┌──

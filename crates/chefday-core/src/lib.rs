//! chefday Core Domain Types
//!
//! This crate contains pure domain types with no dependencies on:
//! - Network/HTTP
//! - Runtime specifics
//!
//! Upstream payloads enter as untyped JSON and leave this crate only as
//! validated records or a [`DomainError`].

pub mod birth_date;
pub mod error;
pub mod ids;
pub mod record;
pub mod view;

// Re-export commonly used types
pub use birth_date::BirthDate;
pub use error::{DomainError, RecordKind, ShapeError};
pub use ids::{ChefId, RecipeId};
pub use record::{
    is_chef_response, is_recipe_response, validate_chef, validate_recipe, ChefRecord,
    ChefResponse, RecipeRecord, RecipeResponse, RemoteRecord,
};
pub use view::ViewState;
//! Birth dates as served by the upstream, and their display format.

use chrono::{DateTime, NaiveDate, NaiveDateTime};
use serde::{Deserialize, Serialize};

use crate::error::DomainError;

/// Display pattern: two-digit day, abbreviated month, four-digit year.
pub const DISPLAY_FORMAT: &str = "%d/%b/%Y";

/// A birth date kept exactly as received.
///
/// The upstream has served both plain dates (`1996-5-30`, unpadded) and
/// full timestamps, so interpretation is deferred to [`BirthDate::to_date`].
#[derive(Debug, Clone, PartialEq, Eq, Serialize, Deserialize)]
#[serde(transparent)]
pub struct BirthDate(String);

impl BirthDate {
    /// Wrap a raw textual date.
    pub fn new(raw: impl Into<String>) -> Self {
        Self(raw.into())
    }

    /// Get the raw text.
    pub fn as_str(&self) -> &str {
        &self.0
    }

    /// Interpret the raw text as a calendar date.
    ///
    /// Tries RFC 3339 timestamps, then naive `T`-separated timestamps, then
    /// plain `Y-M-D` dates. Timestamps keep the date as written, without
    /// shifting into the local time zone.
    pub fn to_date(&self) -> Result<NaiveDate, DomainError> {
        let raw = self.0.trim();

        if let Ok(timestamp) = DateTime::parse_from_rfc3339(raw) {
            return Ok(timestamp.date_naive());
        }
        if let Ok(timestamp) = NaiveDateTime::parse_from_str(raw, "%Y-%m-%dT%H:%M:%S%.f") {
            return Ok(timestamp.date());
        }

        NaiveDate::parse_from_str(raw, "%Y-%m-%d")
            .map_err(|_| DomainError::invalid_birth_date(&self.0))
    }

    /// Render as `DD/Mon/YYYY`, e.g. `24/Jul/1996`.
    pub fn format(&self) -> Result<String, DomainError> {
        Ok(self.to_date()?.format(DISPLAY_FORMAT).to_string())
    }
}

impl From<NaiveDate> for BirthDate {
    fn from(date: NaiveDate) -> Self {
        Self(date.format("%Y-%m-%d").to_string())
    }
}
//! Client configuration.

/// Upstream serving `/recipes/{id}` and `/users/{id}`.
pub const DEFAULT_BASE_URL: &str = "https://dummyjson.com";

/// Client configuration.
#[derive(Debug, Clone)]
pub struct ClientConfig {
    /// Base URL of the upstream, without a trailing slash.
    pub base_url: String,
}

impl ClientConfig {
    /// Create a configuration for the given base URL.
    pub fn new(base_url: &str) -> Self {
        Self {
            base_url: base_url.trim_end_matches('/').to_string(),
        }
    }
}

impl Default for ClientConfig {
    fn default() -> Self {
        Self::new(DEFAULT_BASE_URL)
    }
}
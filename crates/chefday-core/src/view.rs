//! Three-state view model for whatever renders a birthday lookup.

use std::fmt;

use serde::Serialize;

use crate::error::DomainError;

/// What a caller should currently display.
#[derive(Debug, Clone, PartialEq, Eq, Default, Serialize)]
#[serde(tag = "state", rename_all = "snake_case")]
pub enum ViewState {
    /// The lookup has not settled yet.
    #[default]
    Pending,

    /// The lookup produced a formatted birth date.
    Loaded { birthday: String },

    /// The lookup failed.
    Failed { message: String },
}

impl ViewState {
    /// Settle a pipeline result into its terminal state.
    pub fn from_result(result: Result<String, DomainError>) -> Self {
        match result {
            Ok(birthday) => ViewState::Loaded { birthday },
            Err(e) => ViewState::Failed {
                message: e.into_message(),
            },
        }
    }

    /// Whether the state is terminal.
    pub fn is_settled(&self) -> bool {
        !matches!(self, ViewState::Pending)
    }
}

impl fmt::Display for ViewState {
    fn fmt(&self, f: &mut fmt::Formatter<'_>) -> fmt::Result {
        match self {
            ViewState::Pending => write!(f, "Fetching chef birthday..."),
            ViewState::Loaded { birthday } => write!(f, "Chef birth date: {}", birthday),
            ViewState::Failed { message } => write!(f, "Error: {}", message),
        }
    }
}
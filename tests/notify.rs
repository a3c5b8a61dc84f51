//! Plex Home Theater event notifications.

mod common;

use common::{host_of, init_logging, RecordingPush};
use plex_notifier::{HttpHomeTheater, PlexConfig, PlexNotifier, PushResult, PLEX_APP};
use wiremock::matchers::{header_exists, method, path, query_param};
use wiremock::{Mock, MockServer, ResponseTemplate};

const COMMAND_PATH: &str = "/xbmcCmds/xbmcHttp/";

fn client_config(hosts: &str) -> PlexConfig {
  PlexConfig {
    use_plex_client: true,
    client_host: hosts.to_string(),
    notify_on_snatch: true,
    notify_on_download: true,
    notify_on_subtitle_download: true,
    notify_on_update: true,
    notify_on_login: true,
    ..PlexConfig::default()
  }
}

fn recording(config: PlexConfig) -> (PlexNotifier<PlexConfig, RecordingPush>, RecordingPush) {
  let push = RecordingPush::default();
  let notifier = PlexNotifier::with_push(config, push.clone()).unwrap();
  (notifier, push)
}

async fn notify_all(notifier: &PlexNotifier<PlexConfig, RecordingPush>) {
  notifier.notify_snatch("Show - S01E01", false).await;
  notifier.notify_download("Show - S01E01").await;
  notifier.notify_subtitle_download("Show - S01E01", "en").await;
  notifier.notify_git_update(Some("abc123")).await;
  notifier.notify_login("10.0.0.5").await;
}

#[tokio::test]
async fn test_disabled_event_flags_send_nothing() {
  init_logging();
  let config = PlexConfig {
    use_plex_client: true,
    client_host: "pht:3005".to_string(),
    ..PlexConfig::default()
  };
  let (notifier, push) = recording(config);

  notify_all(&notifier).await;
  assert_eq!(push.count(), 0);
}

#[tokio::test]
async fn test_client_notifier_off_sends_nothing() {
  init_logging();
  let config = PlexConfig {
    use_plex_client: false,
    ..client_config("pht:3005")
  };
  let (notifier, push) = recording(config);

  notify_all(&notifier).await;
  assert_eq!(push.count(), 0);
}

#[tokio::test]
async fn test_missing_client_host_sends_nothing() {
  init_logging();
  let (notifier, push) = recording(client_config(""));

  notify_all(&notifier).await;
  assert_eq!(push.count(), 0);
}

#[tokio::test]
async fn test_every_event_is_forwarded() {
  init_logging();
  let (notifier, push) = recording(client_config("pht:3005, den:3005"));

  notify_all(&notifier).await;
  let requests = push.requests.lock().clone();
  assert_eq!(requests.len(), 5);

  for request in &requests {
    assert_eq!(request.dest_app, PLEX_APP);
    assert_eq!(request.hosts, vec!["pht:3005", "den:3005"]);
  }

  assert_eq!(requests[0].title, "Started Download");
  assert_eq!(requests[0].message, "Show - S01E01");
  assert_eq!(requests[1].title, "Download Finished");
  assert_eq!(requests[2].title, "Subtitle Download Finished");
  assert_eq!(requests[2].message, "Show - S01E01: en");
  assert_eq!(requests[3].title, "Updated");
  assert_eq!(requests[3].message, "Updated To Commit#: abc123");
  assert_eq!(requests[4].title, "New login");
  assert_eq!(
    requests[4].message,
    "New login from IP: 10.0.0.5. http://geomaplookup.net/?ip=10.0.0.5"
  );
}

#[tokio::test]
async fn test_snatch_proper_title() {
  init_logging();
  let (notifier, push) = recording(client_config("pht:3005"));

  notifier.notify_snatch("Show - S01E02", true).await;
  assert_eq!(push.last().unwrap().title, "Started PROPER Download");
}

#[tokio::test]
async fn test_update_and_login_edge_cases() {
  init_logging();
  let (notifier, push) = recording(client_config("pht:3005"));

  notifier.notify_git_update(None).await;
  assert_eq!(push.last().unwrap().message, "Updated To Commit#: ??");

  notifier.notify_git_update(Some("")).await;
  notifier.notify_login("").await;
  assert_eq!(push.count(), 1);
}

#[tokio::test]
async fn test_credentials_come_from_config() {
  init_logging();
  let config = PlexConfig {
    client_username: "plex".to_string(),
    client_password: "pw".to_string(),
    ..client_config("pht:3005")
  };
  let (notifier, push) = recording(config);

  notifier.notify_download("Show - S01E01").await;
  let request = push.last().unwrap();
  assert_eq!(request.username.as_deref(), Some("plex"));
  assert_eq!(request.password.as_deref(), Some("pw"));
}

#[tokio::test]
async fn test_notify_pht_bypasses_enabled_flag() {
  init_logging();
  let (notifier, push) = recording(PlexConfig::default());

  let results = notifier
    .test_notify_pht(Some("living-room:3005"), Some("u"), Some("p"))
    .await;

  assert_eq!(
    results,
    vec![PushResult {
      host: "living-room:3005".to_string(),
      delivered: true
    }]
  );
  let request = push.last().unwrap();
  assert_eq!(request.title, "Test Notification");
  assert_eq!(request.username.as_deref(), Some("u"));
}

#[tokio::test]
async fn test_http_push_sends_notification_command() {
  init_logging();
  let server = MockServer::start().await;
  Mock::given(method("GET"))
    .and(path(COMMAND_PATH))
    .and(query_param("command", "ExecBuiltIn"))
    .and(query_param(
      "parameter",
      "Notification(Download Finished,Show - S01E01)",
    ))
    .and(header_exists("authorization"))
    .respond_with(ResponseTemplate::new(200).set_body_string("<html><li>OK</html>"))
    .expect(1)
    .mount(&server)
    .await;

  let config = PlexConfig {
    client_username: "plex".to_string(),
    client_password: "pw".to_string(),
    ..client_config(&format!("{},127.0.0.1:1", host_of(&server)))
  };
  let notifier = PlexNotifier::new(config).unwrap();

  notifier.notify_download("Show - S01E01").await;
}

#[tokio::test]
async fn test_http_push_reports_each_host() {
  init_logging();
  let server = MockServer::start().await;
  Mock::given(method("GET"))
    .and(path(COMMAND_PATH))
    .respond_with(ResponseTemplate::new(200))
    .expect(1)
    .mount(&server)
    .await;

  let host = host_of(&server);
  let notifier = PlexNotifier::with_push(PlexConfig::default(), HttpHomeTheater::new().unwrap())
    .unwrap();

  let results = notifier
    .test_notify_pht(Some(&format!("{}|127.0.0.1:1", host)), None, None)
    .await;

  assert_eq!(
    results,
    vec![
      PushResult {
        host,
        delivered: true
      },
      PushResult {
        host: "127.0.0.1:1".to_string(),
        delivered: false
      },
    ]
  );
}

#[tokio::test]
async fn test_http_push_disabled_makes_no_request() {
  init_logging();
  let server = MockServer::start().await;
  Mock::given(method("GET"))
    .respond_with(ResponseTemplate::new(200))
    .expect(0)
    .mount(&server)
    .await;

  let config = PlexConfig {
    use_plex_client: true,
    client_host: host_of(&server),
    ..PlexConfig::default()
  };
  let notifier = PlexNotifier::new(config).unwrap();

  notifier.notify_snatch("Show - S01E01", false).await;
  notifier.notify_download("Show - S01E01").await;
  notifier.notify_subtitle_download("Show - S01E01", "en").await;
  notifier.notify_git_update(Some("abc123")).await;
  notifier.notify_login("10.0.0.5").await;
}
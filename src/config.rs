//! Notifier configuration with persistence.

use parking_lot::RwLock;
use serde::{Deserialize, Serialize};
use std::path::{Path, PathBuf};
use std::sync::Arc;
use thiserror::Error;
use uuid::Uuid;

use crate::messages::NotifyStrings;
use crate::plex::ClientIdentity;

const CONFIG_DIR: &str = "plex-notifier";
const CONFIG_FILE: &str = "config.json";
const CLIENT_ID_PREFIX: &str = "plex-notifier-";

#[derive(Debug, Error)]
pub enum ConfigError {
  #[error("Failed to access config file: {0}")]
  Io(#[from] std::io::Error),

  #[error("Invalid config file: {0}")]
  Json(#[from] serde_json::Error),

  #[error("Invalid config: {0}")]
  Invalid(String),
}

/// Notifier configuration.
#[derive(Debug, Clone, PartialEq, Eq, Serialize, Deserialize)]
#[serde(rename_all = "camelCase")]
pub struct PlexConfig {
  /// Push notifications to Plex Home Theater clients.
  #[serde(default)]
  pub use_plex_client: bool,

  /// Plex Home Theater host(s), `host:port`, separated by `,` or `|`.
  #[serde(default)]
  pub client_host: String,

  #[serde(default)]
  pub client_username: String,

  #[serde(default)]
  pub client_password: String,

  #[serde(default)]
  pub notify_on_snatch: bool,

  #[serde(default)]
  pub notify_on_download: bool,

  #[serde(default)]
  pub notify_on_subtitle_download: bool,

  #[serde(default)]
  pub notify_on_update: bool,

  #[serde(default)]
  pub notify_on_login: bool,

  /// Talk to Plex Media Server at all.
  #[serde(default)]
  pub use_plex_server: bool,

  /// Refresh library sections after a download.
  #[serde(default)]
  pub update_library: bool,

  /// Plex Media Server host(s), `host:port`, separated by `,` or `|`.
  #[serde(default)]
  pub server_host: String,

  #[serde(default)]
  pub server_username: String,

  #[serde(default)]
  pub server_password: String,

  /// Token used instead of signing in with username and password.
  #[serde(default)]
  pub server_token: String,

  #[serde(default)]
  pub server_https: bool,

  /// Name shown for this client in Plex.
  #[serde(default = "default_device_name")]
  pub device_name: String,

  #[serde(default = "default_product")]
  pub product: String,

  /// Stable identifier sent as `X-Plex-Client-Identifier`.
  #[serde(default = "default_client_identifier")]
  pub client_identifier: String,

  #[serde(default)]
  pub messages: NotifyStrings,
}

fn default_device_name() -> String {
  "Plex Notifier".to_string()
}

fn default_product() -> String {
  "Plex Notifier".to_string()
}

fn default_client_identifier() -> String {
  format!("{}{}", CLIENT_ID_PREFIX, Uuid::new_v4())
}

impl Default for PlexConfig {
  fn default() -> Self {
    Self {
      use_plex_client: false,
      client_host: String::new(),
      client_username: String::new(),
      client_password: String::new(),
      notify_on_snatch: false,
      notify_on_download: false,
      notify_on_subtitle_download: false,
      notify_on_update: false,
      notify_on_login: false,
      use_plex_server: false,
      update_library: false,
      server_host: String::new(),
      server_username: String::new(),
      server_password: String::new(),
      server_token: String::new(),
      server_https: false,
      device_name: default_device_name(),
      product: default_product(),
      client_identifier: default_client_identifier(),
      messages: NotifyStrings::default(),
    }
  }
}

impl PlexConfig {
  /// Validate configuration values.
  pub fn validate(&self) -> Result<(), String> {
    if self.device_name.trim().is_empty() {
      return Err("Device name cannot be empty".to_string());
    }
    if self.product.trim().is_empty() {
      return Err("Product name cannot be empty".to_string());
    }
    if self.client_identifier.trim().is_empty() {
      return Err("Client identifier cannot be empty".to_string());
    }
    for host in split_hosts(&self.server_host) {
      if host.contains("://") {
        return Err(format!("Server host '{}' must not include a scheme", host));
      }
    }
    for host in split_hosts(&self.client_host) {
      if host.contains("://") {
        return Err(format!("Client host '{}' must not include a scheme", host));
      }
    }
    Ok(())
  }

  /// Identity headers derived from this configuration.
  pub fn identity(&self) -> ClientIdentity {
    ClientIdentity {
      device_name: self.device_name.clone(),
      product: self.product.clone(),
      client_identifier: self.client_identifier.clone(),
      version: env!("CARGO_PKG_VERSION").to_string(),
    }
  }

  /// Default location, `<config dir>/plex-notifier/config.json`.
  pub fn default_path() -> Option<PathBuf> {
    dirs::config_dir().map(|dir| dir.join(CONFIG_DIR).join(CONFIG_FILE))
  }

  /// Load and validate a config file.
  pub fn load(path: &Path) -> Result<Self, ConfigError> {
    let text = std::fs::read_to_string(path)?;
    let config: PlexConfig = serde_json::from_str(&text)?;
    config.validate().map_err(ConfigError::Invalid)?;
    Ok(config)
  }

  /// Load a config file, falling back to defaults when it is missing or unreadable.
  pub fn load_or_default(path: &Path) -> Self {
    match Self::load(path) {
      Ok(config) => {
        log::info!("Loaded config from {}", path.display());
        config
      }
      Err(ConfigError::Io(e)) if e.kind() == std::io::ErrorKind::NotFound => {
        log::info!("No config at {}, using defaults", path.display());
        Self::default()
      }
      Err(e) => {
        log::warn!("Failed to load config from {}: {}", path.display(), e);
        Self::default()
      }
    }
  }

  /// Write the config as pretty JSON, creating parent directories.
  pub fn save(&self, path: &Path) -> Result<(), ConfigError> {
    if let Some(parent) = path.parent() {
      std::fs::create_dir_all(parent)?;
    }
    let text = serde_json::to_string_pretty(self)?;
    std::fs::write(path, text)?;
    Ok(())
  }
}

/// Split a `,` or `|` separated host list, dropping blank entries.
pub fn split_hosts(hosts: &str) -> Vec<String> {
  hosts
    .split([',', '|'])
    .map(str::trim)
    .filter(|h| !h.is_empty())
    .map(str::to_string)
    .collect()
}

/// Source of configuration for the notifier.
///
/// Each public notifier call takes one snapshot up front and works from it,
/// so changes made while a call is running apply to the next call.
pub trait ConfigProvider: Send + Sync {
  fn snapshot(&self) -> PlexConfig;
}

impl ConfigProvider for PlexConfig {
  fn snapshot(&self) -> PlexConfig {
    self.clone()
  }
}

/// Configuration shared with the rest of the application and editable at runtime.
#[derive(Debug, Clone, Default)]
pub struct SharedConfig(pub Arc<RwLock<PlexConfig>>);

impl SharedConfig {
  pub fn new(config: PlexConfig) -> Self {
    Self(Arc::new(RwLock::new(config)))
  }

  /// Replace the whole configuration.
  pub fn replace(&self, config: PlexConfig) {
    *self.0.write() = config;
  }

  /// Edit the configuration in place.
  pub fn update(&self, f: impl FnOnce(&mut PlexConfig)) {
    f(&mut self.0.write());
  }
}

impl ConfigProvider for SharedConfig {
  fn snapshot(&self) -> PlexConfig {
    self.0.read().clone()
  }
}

└──

• **Assigned task**: Lines before the one containing "configuration in place." are to be left out; that line and every line after it through the end of the data should be copied exactly.

• **Exercise result**:
  /// Edit the configuration in place.
  pub fn update(&self, f: impl FnOnce(&mut PlexConfig)) {
    f(&mut self.0.write());
  }
}

impl ConfigProvider for SharedConfig {
  fn snapshot(&self) -> PlexConfig {
    self.0.read().clone()
  }
}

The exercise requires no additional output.